▶ **Task description**: Exactly as they appear, copy the lines from the start of the entries below to the line containing "fully opaque images.", both ends included.

*** Opening Records to process ***

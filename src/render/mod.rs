pub mod renderer;

pub use renderer::Renderer;
use serde::{Deserialize, Serialize};

/// One of the four unit steps the snake can take
#[derive(Debug, Clone, Copy, PartialEq, Eq, Hash, Serialize, Deserialize)]
pub enum Direction {
    Up,
    Down,
    Left,
    Right,
}

impl Direction {
    pub const ALL: [Direction; 4] = [
        Direction::Up,
        Direction::Down,
        Direction::Left,
        Direction::Right,
    ];

    /// Returns true if turning from self to other would be a 180-degree turn
    pub fn is_opposite(&self, other: Direction) -> bool {
        matches!(
            (self, other),
            (Direction::Up, Direction::Down)
                | (Direction::Down, Direction::Up)
                | (Direction::Left, Direction::Right)
                | (Direction::Right, Direction::Left)
        )
    }

    /// Returns the unit vector (dx, dy) for this direction; y grows downwards
    pub fn delta(&self) -> (i32, i32) {
        match self {
            Direction::Up => (0, -1),
            Direction::Down => (0, 1),
            Direction::Left => (-1, 0),
            Direction::Right => (1, 0),
        }
    }
}

/// A request coming from the player, applied to the running game
#[derive(Debug, Clone, Copy, PartialEq, Eq)]
pub enum Action {
    /// Latch a new heading for the next tick
    Steer(Direction),
    /// Flip between running and paused
    TogglePause,
}

impl From<Direction> for Action {
    fn from(direction: Direction) -> Self {
        Action::Steer(direction)
    }
}
//! PNG encoding for the composited poster.
//!
//! Picks the smallest lossless layout for the pixels it is given:
//! - **Indexed (color type 3)** when there are at most 256 distinct colours,
//!   with a `tRNS` chunk if any of them is translucent.
//! - **RGB (color type 2)** for fully opaque images.
//! - **RGBA (color type 6)** otherwise.
//!
//! Output is deterministic: the palette is built in first-occurrence order
//! and every scanline's filter is chosen by a fixed heuristic.

use image::RgbaImage;
use rayon::prelude::*;
use std::collections::HashMap;
use std::io::Write;

use poster_common::{PosterError, PosterResult};

/// PNG file signature.
const SIGNATURE: [u8; 8] = [137, 80, 78, 71, 13, 10, 26, 10];

/// Maximum colors for indexed PNG (PNG8)
const MAX_PALETTE_SIZE: usize = 256;

const COLOR_TYPE_RGB: u8 = 2;
const COLOR_TYPE_INDEXED: u8 = 3;
const COLOR_TYPE_RGBA: u8 = 6;

/// Encode an RGBA image.
pub fn encode_png(img: &RgbaImage) -> PosterResult<Vec<u8>> {
    create_png_auto(img.as_raw(), img.width() as usize, img.height() as usize)
}

/// Encode raw RGBA pixels (4 bytes per pixel) with automatic layout selection.
pub fn create_png_auto(pixels: &[u8], width: usize, height: usize) -> PosterResult<Vec<u8>> {
    check_dimensions(pixels, width, height)?;

    if let Some((palette, indices)) = extract_palette(pixels) {
        return create_png_indexed(width, height, &palette, &indices);
    }

    let opaque = pixels.chunks_exact(4).all(|px| px[3] == u8::MAX);
    if opaque {
        let rgb: Vec<u8> = pixels
            .chunks_exact(4)
            .flat_map(|px| [px[0], px[1], px[2]])
            .collect();
        encode(width, height, COLOR_TYPE_RGB, &rgb, 3, true, &[])
    } else {
        encode(width, height, COLOR_TYPE_RGBA, pixels, 4, true, &[])
    }
}

/// Encode an indexed image from a palette and one index per pixel.
pub fn create_png_indexed(
    width: usize,
    height: usize,
    palette: &[[u8; 4]],
    indices: &[u8],
) -> PosterResult<Vec<u8>> {
    if palette.is_empty() || palette.len() > MAX_PALETTE_SIZE {
        return Err(PosterError::RenderError(format!(
            "palette must hold 1..=256 colors, got {}",
            palette.len()
        )));
    }
    if indices.len() != width * height {
        return Err(PosterError::RenderError(format!(
            "expected {} palette indices, got {}",
            width * height,
            indices.len()
        )));
    }

    let plte: Vec<u8> = palette.iter().flat_map(|c| [c[0], c[1], c[2]]).collect();
    let mut ancillary = vec![(*b"PLTE", plte)];

    // tRNS only needs entries up to the last translucent color
    if let Some(last) = palette.iter().rposition(|c| c[3] < u8::MAX) {
        let trns: Vec<u8> = palette[..=last].iter().map(|c| c[3]).collect();
        ancillary.push((*b"tRNS", trns));
    }

    encode(width, height, COLOR_TYPE_INDEXED, indices, 1, false, &ancillary)
}

fn check_dimensions(pixels: &[u8], width: usize, height: usize) -> PosterResult<()> {
    if width == 0 || height == 0 {
        return Err(PosterError::RenderError(format!(
            "cannot encode an empty {}x{} image",
            width, height
        )));
    }
    if pixels.len() != width * height * 4 {
        return Err(PosterError::RenderError(format!(
            "expected {} bytes of RGBA data for {}x{}, got {}",
            width * height * 4,
            width,
            height,
            pixels.len()
        )));
    }
    Ok(())
}

/// Build a palette in first-occurrence order, or `None` past 256 colors.
fn extract_palette(pixels: &[u8]) -> Option<(Vec<[u8; 4]>, Vec<u8>)> {
    let mut color_to_index: HashMap<[u8; 4], u8> = HashMap::with_capacity(MAX_PALETTE_SIZE);
    let mut palette: Vec<[u8; 4]> = Vec::with_capacity(MAX_PALETTE_SIZE);
    let mut indices: Vec<u8> = Vec::with_capacity(pixels.len() / 4);

    for chunk in pixels.chunks_exact(4) {
        let color = [chunk[0], chunk[1], chunk[2], chunk[3]];
        let index = match color_to_index.get(&color) {
            Some(&idx) => idx,
            None => {
                if palette.len() >= MAX_PALETTE_SIZE {
                    return None;
                }
                let idx = palette.len() as u8;
                palette.push(color);
                color_to_index.insert(color, idx);
                idx
            }
        };
        indices.push(index);
    }

    Some((palette, indices))
}

/// Assemble the chunks of a PNG file.
fn encode(
    width: usize,
    height: usize,
    color_type: u8,
    data: &[u8],
    bytes_per_pixel: usize,
    adaptive_filter: bool,
    ancillary: &[([u8; 4], Vec<u8>)],
) -> PosterResult<Vec<u8>> {
    let mut png = Vec::with_capacity(data.len() / 2);
    png.extend_from_slice(&SIGNATURE);

    let mut ihdr = Vec::with_capacity(13);
    ihdr.extend_from_slice(&(width as u32).to_be_bytes());
    ihdr.extend_from_slice(&(height as u32).to_be_bytes());
    ihdr.push(8); // bit depth
    ihdr.push(color_type);
    ihdr.push(0); // compression method
    ihdr.push(0); // filter method
    ihdr.push(0); // interlace method
    write_chunk(&mut png, b"IHDR", &ihdr);

    for (chunk_type, chunk_data) in ancillary {
        write_chunk(&mut png, chunk_type, chunk_data);
    }

    let filtered = filter_scanlines(data, width * bytes_per_pixel, height, bytes_per_pixel, adaptive_filter);
    let idat = deflate(&filtered)
        .map_err(|e| PosterError::RenderError(format!("IDAT compression failed: {}", e)))?;
    write_chunk(&mut png, b"IDAT", &idat);

    write_chunk(&mut png, b"IEND", &[]);

    Ok(png)
}

/// Prefix each scanline with its filter byte and apply the filter.
///
/// Filtering only reads the raw previous row, so rows are processed in
/// parallel and concatenated in order.
fn filter_scanlines(data: &[u8], stride: usize, height: usize, bpp: usize, adaptive: bool) -> Vec<u8> {
    let rows: Vec<Vec<u8>> = (0..height)
        .into_par_iter()
        .map(|y| {
            let raw = &data[y * stride..(y + 1) * stride];
            if !adaptive {
                let mut out = Vec::with_capacity(stride + 1);
                out.push(0);
                out.extend_from_slice(raw);
                return out;
            }
            let prev = (y > 0).then(|| &data[(y - 1) * stride..y * stride]);
            filter_row_adaptive(raw, prev, bpp)
        })
        .collect();

    rows.concat()
}

/// Try all five filters and keep the one with the smallest sum of
/// absolute (signed) residuals.
fn filter_row_adaptive(raw: &[u8], prev: Option<&[u8]>, bpp: usize) -> Vec<u8> {
    let mut best: Option<(u64, Vec<u8>)> = None;

    for filter in 0u8..5 {
        let mut out = Vec::with_capacity(raw.len() + 1);
        out.push(filter);
        for i in 0..raw.len() {
            let a = if i >= bpp { raw[i - bpp] } else { 0 };
            let b = prev.map_or(0, |p| p[i]);
            let c = if i >= bpp { prev.map_or(0, |p| p[i - bpp]) } else { 0 };
            let predicted = match filter {
                0 => 0,
                1 => a,
                2 => b,
                3 => ((a as u16 + b as u16) / 2) as u8,
                _ => paeth(a, b, c),
            };
            out.push(raw[i].wrapping_sub(predicted));
        }

        let cost: u64 = out[1..].iter().map(|&v| (v as i8).unsigned_abs() as u64).sum();
        if best.as_ref().map_or(true, |(best_cost, _)| cost < *best_cost) {
            best = Some((cost, out));
        }
    }

    best.map(|(_, row)| row).unwrap_or_default()
}

#[inline(always)]
fn paeth(a: u8, b: u8, c: u8) -> u8 {
    let p = a as i16 + b as i16 - c as i16;
    let pa = (p - a as i16).abs();
    let pb = (p - b as i16).abs();
    let pc = (p - c as i16).abs();
    if pa <= pb && pa <= pc {
        a
    } else if pb <= pc {
        b
    } else {
        c
    }
}

fn deflate(data: &[u8]) -> std::io::Result<Vec<u8>> {
    let mut encoder = flate2::write::ZlibEncoder::new(Vec::new(), flate2::Compression::default());
    encoder.write_all(data)?;
    encoder.finish()
}

/// Write a PNG chunk
fn write_chunk(png: &mut Vec<u8>, chunk_type: &[u8; 4], data: &[u8]) {
    png.extend_from_slice(&(data.len() as u32).to_be_bytes());
    png.extend_from_slice(chunk_type);
    png.extend_from_slice(data);

    let mut hasher = crc32fast::Hasher::new();
    hasher.update(chunk_type);
    hasher.update(data);
    png.extend_from_slice(&hasher.finalize().to_be_bytes());
}

#[cfg(test)]
mod tests {
    use super::*;

    #[test]
    fn test_extract_palette_first_occurrence_order() {
        let pixels = [
            0, 0, 255, 255, // blue
            255, 0, 0, 255, // red
            0, 0, 255, 255, // blue again
        ];
        let (palette, indices) = extract_palette(&pixels).unwrap();
        assert_eq!(palette, vec![[0, 0, 255, 255], [255, 0, 0, 255]]);
        assert_eq!(indices, vec![0, 1, 0]);
    }

    #[test]
    fn test_extract_palette_too_many_colors() {
        let pixels: Vec<u8> = (0..300u32)
            .flat_map(|i| [(i % 256) as u8, (i / 256) as u8, 0, 255])
            .collect();
        assert!(extract_palette(&pixels).is_none());
    }

    #[test]
    fn test_paeth_predictor() {
        assert_eq!(paeth(10, 20, 10), 20);
        assert_eq!(paeth(20, 10, 10), 20);
        assert_eq!(paeth(0, 0, 0), 0);
    }

    #[test]
    fn test_filter_row_prefers_sub_for_gradients() {
        let raw: Vec<u8> = (0..16u8).map(|i| i * 8).collect();
        let row = filter_row_adaptive(&raw, None, 1);
        assert_eq!(row[0], 1);
        assert!(row[2..].iter().all(|&v| v == 8));
    }

    #[test]
    fn test_write_chunk_layout() {
        let mut png = Vec::new();
        write_chunk(&mut png, b"IEND", &[]);
        assert_eq!(&png[0..4], &[0, 0, 0, 0]);
        assert_eq!(&png[4..8], b"IEND");
        // Well-known CRC of an empty IEND chunk
        assert_eq!(&png[8..12], &[0xAE, 0x42, 0x60, 0x82]);
    }
}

*** Closing Records to process ***

▶ **Solved problem**:
filename src/render/mod.rs
pub mod renderer;

pub use renderer::Renderer;
use serde::{Deserialize, Serialize};

/// One of the four unit steps the snake can take
#[derive(Debug, Clone, Copy, PartialEq, Eq, Hash, Serialize, Deserialize)]
pub enum Direction {
    Up,
    Down,
    Left,
    Right,
}

impl Direction {
    pub const ALL: [Direction; 4] = [
        Direction::Up,
        Direction::Down,
        Direction::Left,
        Direction::Right,
    ];

    /// Returns true if turning from self to other would be a 180-degree turn
    pub fn is_opposite(&self, other: Direction) -> bool {
        matches!(
            (self, other),
            (Direction::Up, Direction::Down)
                | (Direction::Down, Direction::Up)
                | (Direction::Left, Direction::Right)
                | (Direction::Right, Direction::Left)
        )
    }

    /// Returns the unit vector (dx, dy) for this direction; y grows downwards
    pub fn delta(&self) -> (i32, i32) {
        match self {
            Direction::Up => (0, -1),
            Direction::Down => (0, 1),
            Direction::Left => (-1, 0),
            Direction::Right => (1, 0),
        }
    }
}

/// A request coming from the player, applied to the running game
#[derive(Debug, Clone, Copy, PartialEq, Eq)]
pub enum Action {
    /// Latch a new heading for the next tick
    Steer(Direction),
    /// Flip between running and paused
    TogglePause,
}

impl From<Direction> for Action {
    fn from(direction: Direction) -> Self {
        Action::Steer(direction)
    }
}
//! PNG encoding for the composited poster.
//!
//! Picks the smallest lossless layout for the pixels it is given:
//! - **Indexed (color type 3)** when there are at most 256 distinct colours,
//!   with a `tRNS` chunk if any of them is translucent.
//! - **RGB (color type 2)** for fully opaque images.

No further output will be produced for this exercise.